DIRECTIONS. Transcribe all of the records exactly, leaving every line as it is.

RECORDS TO PROCESS.

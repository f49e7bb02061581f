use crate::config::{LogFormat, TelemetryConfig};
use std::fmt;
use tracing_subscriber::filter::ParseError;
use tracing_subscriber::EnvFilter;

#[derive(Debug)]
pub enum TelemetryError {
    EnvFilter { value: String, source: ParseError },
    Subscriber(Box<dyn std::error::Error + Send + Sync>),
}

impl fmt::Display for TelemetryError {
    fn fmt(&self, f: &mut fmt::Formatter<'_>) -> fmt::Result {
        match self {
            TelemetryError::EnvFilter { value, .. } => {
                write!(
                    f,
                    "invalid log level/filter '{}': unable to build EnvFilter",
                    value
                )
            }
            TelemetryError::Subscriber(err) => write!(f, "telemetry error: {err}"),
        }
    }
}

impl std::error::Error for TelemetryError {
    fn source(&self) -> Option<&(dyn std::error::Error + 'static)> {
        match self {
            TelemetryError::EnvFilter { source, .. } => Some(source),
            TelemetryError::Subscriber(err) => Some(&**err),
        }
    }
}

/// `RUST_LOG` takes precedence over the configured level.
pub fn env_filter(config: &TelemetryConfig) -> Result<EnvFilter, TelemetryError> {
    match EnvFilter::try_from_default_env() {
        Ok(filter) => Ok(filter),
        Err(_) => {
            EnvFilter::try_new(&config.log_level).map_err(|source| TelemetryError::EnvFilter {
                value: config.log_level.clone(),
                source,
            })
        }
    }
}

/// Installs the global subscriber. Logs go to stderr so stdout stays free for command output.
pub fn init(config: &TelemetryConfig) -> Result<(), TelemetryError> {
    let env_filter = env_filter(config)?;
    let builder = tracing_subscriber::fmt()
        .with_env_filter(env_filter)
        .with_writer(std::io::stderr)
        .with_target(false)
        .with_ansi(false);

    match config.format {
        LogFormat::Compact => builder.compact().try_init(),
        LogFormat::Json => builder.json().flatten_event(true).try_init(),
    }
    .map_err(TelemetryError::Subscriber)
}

WRITTEN ANSWER.
repository f49e7bb02061581f
use crate::config::{LogFormat, TelemetryConfig};
use std::fmt;
use tracing_subscriber::filter::ParseError;
use tracing_subscriber::EnvFilter;

#[derive(Debug)]
pub enum TelemetryError {
    EnvFilter { value: String, source: ParseError },
    Subscriber(Box<dyn std::error::Error + Send + Sync>),
}

impl fmt::Display for TelemetryError {
    fn fmt(&self, f: &mut fmt::Formatter<'_>) -> fmt::Result {
        match self {
            TelemetryError::EnvFilter { value, .. } => {
                write!(
                    f,
                    "invalid log level/filter '{}': unable to build EnvFilter",
                    value
                )
            }
            TelemetryError::Subscriber(err) => write!(f, "telemetry error: {err}"),
        }
    }
}

impl std::error::Error for TelemetryError {
    fn source(&self) -> Option<&(dyn std::error::Error + 'static)> {
        match self {
            TelemetryError::EnvFilter { source, .. } => Some(source),
            TelemetryError::Subscriber(err) => Some(&**err),
        }
    }
}

/// `RUST_LOG` takes precedence over the configured level.
pub fn env_filter(config: &TelemetryConfig) -> Result<EnvFilter, TelemetryError> {
    match EnvFilter::try_from_default_env() {
        Ok(filter) => Ok(filter),
        Err(_) => {
            EnvFilter::try_new(&config.log_level).map_err(|source| TelemetryError::EnvFilter {
                value: config.log_level.clone(),
                source,
            })
        }
    }
}

/// Installs the global subscriber. Logs go to stderr so stdout stays free for command output.
pub fn init(config: &TelemetryConfig) -> Result<(), TelemetryError> {
    let env_filter = env_filter(config)?;
    let builder = tracing_subscriber::fmt()
        .with_env_filter(env_filter)
        .with_writer(std::io::stderr)
        .with_target(false)
        .with_ansi(false);

    match config.format {
        LogFormat::Compact => builder.compact().try_init(),
        LogFormat::Json => builder.json().flatten_event(true).try_init(),
    }
    .map_err(TelemetryError::Subscriber)
}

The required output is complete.